EXERCISE BRIEF: All of the records must be restated exactly, with every line complete.

/---

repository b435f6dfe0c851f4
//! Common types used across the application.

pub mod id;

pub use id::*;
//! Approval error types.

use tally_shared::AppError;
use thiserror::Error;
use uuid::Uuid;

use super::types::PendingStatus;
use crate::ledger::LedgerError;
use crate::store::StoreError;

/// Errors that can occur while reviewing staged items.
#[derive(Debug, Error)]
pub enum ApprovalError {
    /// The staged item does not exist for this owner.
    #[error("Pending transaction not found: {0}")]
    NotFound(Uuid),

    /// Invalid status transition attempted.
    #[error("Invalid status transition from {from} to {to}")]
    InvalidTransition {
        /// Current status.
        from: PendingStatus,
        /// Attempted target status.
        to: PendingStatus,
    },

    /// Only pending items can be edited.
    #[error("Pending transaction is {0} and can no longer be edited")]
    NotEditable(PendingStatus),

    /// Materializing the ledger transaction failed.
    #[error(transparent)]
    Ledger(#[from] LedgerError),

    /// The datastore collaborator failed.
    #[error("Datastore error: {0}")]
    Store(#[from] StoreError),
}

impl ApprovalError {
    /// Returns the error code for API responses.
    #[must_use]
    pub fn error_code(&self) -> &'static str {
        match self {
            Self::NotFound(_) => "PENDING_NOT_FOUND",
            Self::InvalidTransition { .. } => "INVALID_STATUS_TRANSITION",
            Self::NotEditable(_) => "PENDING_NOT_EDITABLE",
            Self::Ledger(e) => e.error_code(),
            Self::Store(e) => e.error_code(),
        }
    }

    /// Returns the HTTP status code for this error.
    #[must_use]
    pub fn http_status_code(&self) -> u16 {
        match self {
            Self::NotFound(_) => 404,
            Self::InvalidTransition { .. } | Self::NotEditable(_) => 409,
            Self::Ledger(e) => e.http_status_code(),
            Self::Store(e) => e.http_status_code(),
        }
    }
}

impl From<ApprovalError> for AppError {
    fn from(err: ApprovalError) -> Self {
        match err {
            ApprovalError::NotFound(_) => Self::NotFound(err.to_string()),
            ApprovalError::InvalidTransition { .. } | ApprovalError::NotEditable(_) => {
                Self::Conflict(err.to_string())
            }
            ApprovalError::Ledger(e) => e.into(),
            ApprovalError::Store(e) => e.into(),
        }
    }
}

\---

TASK ANSWER:
repository b435f6dfe0c851f4
//! Common types used across the application.

pub mod id;

pub use id::*;
//! Approval error types.

use tally_shared::AppError;
use thiserror::Error;
use uuid::Uuid;

use super::types::PendingStatus;
use crate::ledger::LedgerError;
use crate::store::StoreError;

/// Errors that can occur while reviewing staged items.
#[derive(Debug, Error)]
pub enum ApprovalError {
    /// The staged item does not exist for this owner.
    #[error("Pending transaction not found: {0}")]
    NotFound(Uuid),

    /// Invalid status transition attempted.
    #[error("Invalid status transition from {from} to {to}")]
    InvalidTransition {
        /// Current status.
        from: PendingStatus,
        /// Attempted target status.
        to: PendingStatus,
    },

    /// Only pending items can be edited.
    #[error("Pending transaction is {0} and can no longer be edited")]
    NotEditable(PendingStatus),

    /// Materializing the ledger transaction failed.
    #[error(transparent)]
    Ledger(#[from] LedgerError),

    /// The datastore collaborator failed.
    #[error("Datastore error: {0}")]
    Store(#[from] StoreError),
}

impl ApprovalError {
    /// Returns the error code for API responses.
    #[must_use]
    pub fn error_code(&self) -> &'static str {
        match self {
            Self::NotFound(_) => "PENDING_NOT_FOUND",
            Self::InvalidTransition { .. } => "INVALID_STATUS_TRANSITION",
            Self::NotEditable(_) => "PENDING_NOT_EDITABLE",
            Self::Ledger(e) => e.error_code(),
            Self::Store(e) => e.error_code(),
        }
    }

    /// Returns the HTTP status code for this error.
    #[must_use]
    pub fn http_status_code(&self) -> u16 {
        match self {
            Self::NotFound(_) => 404,
            Self::InvalidTransition { .. } | Self::NotEditable(_) => 409,
            Self::Ledger(e) => e.http_status_code(),
            Self::Store(e) => e.http_status_code(),
        }
    }
}

impl From<ApprovalError> for AppError {
    fn from(err: ApprovalError) -> Self {
        match err {
            ApprovalError::NotFound(_) => Self::NotFound(err.to_string()),
            ApprovalError::InvalidTransition { .. } | ApprovalError::NotEditable(_) => {
                Self::Conflict(err.to_string())
            }
            ApprovalError::Ledger(e) => e.into(),
            ApprovalError::Store(e) => e.into(),
        }
    }
}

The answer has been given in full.